Your goal. Return, word for word, only the lines from the one containing "pub fn hex_nibble(b: u8)" through the last line of the entries.

The data.
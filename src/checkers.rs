use crate::character_sets::is_c_space;

/// Parse a port the way C `atoi` does: skip leading whitespace, accept an
/// optional '+', then consume the leading run of decimal digits and stop at
/// the first other byte.
/// Returns 0 when there are no digits (a '-' sign included, since ports are
/// unsigned); saturates at `u32::MAX`.
pub fn parse_port(port: &str) -> u32 {
    let bytes = port.as_bytes();
    let start = bytes
        .iter()
        .position(|&b| !is_c_space(b))
        .unwrap_or(bytes.len());
    let digits = &bytes[start..];
    let digits = digits.strip_prefix(b"+").unwrap_or(digits);

    digits
        .iter()
        .take_while(|b| b.is_ascii_digit())
        .fold(0u32, |acc, b| {
            acc.saturating_mul(10).saturating_add(u32::from(b - b'0'))
        })
}
/// Standard base64 alphabet (RFC 4648, no URL-safe variant)
pub const BASE64_ALPHABET: &[u8; 64] =
    b"ABCDEFGHIJKLMNOPQRSTUVWXYZabcdefghijklmnopqrstuvwxyz0123456789+/";

/// Base64 padding character
pub const BASE64_PAD: u8 = b'=';

/// Hex digit to nibble value. Anything that is not a hex digit maps to 0.
const HEX_NIBBLE_TABLE: [u8; 256] = {
    let mut table = [0u8; 256];

    let mut i = b'0';
    while i <= b'9' {
        table[i as usize] = i - b'0';
        i += 1;
    }
    let mut i = b'a';
    while i <= b'f' {
        table[i as usize] = i - b'a' + 10;
        table[(i - 32) as usize] = i - b'a' + 10; // Uppercase
        i += 1;
    }

    table
};

/// Convert a hex digit to its 4-bit value (lossy: non-hex bytes yield 0)
pub fn hex_nibble(b: u8) -> u8 {
    HEX_NIBBLE_TABLE[b as usize]
}

/// Whitespace as classified by C `isspace` in the "C" locale.
/// Unlike `u8::is_ascii_whitespace` this includes vertical tab (0x0B).
pub fn is_c_space(b: u8) -> bool {
    matches!(b, b' ' | b'\t' | b'\n' | 0x0B | 0x0C | b'\r')
}

/// Check if a byte is a UTF-8 continuation byte (10xxxxxx)
pub fn is_continuation_byte(b: u8) -> bool {
    b & 0xC0 == 0x80
}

Answer to the problem.
pub fn hex_nibble(b: u8) -> u8 {
    HEX_NIBBLE_TABLE[b as usize]
}

/// Whitespace as classified by C `isspace` in the "C" locale.
/// Unlike `u8::is_ascii_whitespace` this includes vertical tab (0x0B).
pub fn is_c_space(b: u8) -> bool {
    matches!(b, b' ' | b'\t' | b'\n' | 0x0B | 0x0C | b'\r')
}

/// Check if a byte is a UTF-8 continuation byte (10xxxxxx)
pub fn is_continuation_byte(b: u8) -> bool {
    b & 0xC0 == 0x80
}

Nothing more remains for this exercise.